Voilà pourquoi il est important de trouver des ressorts narratifs permettant de créer des vampires un peu différents, des vampires avec une âme, des vampires bridés, des vampires obligés de combattre aux côtés des humains, des vampires tombant amoureux, etc. La seule chose importante, c’est que cela ait un sens, que leur comportement ait une justification qui tienne la route. Un vampire ne devient pas gentil parce qu’il l’a décidé. Ce n’est pas dans sa nature d’être gentil. Il faut une raison valable. Et pour écrire une histoire vampirique qui tienne debout, il faut garder présente à l’esprit la véritable nature du vampire de base : il n’est pas forcément immoral, mais il est amoral.

De là cette réflexion que je partageais récemment avec d’autres auteurs : à mon sens, la créativité ne consiste pas nécessairement à imaginer de nouvelles mythologies, parfois tirées par les cheveux, mais aussi à réinvestir les mythes anciens pour leur donner une vigueur nouvelle, un souffle nouveau, à condition de le faire correctement, sans se lancer dans des dérives qui, au lieu de venir enrichir le mythe, l’appauvrissent. Evidemment, en créant un monde entièrement nouveau, sans se baser sur quoi que ce soit de ce qui a été fait avant, le problème ne se pose pas. Mais peut-on vraiment écrire en ne s’inspirant d’absolument rien de ce qui nous précède ? Notre imaginaire est forcément nourri de ce qui s’est fait auparavant et que nous avons lu. Même le nouveau roman, qui consistait à faire table rase du passé, lequel était rejeté en bloc, s’appuyait néanmoins sur lui, par simple opposition. Ainsi, qu’on la rejette ou qu’on l’intègre à sa propre œuvre, on ne peut nier qu’il y a une tradition littéraire avant nous. A nous de trouver notre place et notre façon personnelle de nous exprimer.
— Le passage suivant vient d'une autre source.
use chrono::Utc;
use std::sync::Arc;
use tracing::{info, instrument, warn};

use super::{
    balance::BalanceUpdater,
    models::PaymentModel,
    types::{CreatePaymentRequest, DeletePaymentResponse, RefundPaymentRequest, RefundPaymentResponse},
};
use crate::shared::{validate_amount, AppError};
use crate::store::{
    from_document, to_document, Collection, DocumentStore, Filter, FindQuery, InsertOneResult,
    Update, WriteMode,
};

const DATE_FIELD: &str = "date";
const REFUND_FIELD: &str = "refund";

/// Service for payment records and their effect on campaign totals
pub struct PaymentService {
    store: Arc<dyn DocumentStore + Send + Sync>,
    balance: BalanceUpdater,
}

impl PaymentService {
    pub fn new(store: Arc<dyn DocumentStore + Send + Sync>) -> Self {
        let balance = BalanceUpdater::new(Arc::clone(&store));
        Self { store, balance }
    }

    /// Stores the payment, then adds it to the referenced campaign's total.
    ///
    /// The two writes are independent: if the increment fails the payment
    /// stays recorded and the error is returned to the caller.
    #[instrument(skip(self, request), fields(email = %request.email))]
    pub async fn create_payment(
        &self,
        request: CreatePaymentRequest,
    ) -> Result<InsertOneResult, AppError> {
        request.validate()?;

        let payment = PaymentModel {
            id: String::new(),
            email: request.email,
            donation_amount: request.donation_amount,
            pet_id: request.pet_id.filter(|id| !id.is_empty()),
            pet_name: request.pet_name,
            pet_image: request.pet_image,
            transaction_id: request.transaction_id,
            refund: false,
            date: Some(Utc::now()),
        };

        let result = self
            .store
            .insert_one(Collection::Payments, to_document(&payment)?)
            .await?;
        info!(payment_id = %result.inserted_id, amount = payment.donation_amount, "Payment recorded");

        if let Some(campaign_id) = &payment.pet_id {
            if payment.donation_amount > 0.0 {
                if let Err(e) = self
                    .balance
                    .record_donation(campaign_id, payment.donation_amount)
                    .await
                {
                    warn!(
                        payment_id = %result.inserted_id,
                        campaign_id = %campaign_id,
                        error = %e,
                        "Payment stored but campaign total not incremented"
                    );
                    return Err(e);
                }
            }
        }

        Ok(result)
    }

    /// Payments made by a donor, newest first
    #[instrument(skip(self))]
    pub async fn list_by_donor(&self, email: &str) -> Result<Vec<PaymentModel>, AppError> {
        self.find(&FindQuery::new(Filter::new().eq("email", email)).sort_desc(DATE_FIELD))
            .await
    }

    /// Payments made towards a campaign, newest first
    #[instrument(skip(self))]
    pub async fn list_by_campaign(&self, campaign_id: &str) -> Result<Vec<PaymentModel>, AppError> {
        self.find(&FindQuery::new(Filter::new().eq("petId", campaign_id)).sort_desc(DATE_FIELD))
            .await
    }

    #[instrument(skip(self))]
    pub async fn get_payment(&self, payment_id: &str) -> Result<Option<PaymentModel>, AppError> {
        self.store
            .find_by_id(Collection::Payments, payment_id)
            .await?
            .map(from_document)
            .transpose()
    }

    /// Removes the record outright. Campaign totals are not touched.
    #[instrument(skip(self))]
    pub async fn delete_payment(&self, payment_id: &str) -> Result<DeletePaymentResponse, AppError> {
        let result = self.store.delete_one(Collection::Payments, payment_id).await?;
        if result.deleted_count == 0 {
            info!(payment_id = %payment_id, "No payment to delete");
        }
        Ok(DeletePaymentResponse::from_count(result.deleted_count))
    }

    /// Takes the amount back off the campaign, then flags the payment as refunded.
    ///
    /// Amount and campaign come from the request when given, otherwise from
    /// the stored payment. Refunding the same payment twice decrements twice.
    #[instrument(skip(self, request))]
    pub async fn refund_payment(
        &self,
        payment_id: &str,
        request: RefundPaymentRequest,
    ) -> Result<RefundPaymentResponse, AppError> {
        let stored = self.get_payment(payment_id).await?;
        if stored.as_ref().is_some_and(|p| p.refund) {
            warn!(payment_id = %payment_id, "Payment already refunded, reversing again");
        }

        let amount = request
            .donation_amount
            .or_else(|| stored.as_ref().map(|p| p.donation_amount))
            .ok_or_else(|| AppError::Validation("donationAmount is required".to_string()))?;
        validate_amount("donationAmount", amount)?;

        let campaign_id = request
            .pet_id
            .filter(|id| !id.is_empty())
            .or_else(|| stored.and_then(|p| p.pet_id))
            .ok_or_else(|| AppError::Validation("petId is required".to_string()))?;

        let campaign_result = self.balance.reverse_donation(&campaign_id, amount).await?;

        let update = Update::new().set_field(REFUND_FIELD, true);
        let payment_result = self
            .store
            .update_one(Collection::Payments, payment_id, &update, WriteMode::UpdateExisting)
            .await?;

        info!(payment_id = %payment_id, campaign_id = %campaign_id, amount, "Payment refunded");
        Ok(RefundPaymentResponse {
            campaign_result,
            payment_result,
        })
    }

    async fn find(&self, query: &FindQuery) -> Result<Vec<PaymentModel>, AppError> {
        self.store
            .find(Collection::Payments, query)
            .await?
            .into_iter()
            .map(from_document)
            .collect()
    }
}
Réinvestir la légende en la modernisant, mais sans lui faire perdre son sens, est un défi délicat. Et pour y réussir, il faut avant toute chose que le mythe parle d’abord à l’auteur lui-même, et lui parle tellement qu’il aura quelque chose à dire dessus. Il arrive que, parfois, le mythe soit revisité de telle façon qu’on ne peut que s’incliner devant la créativité de l’auteur. Je pense ainsi à la refonte totale du mythe qu’a effectuée Melissa de la Cruz dans Les vampires de Manhattan et qui est absolument magistrale. De même, tout récemment, j’ai grandement apprécié le roman Le premier sang de Sire Cédric. Il est dans la veine des précédents, policier fantastique, mais dans celui-ci, l’auteur revisite également le mythe du vampire de façon très originale, preuve que cela est encore possible pour ceux qui ont le talent.

C’est que, si on veut bien le laisser s’exprimer vraiment, le vampire a encore beaucoup à nous dire. Non pas nécessairement en tant que simple créature fantastique qui permet d’écrire des romances bit-lit, mais parce que, si on le considère toujours comme cet autre qui transcende les interdits et qui nous entraîne à sa suite, il est une métaphore de ce qui se cache au fond de nous, de notre propre propension à nous, humains, à faire le Mal et à nous laisser contaminer par lui. Dès lors, le vampire interroge sur nous, ce que nous sommes, sur la condition humaine, l’essence de la vie, sur le Bien et le Mal en nous et dans le monde. Il permet d’explorer le côté obscur de l’être humain et d’aborder beaucoup de questions existentielles. Encore faut-il lui laisser ses crocs, au sens propre et au sens figuré.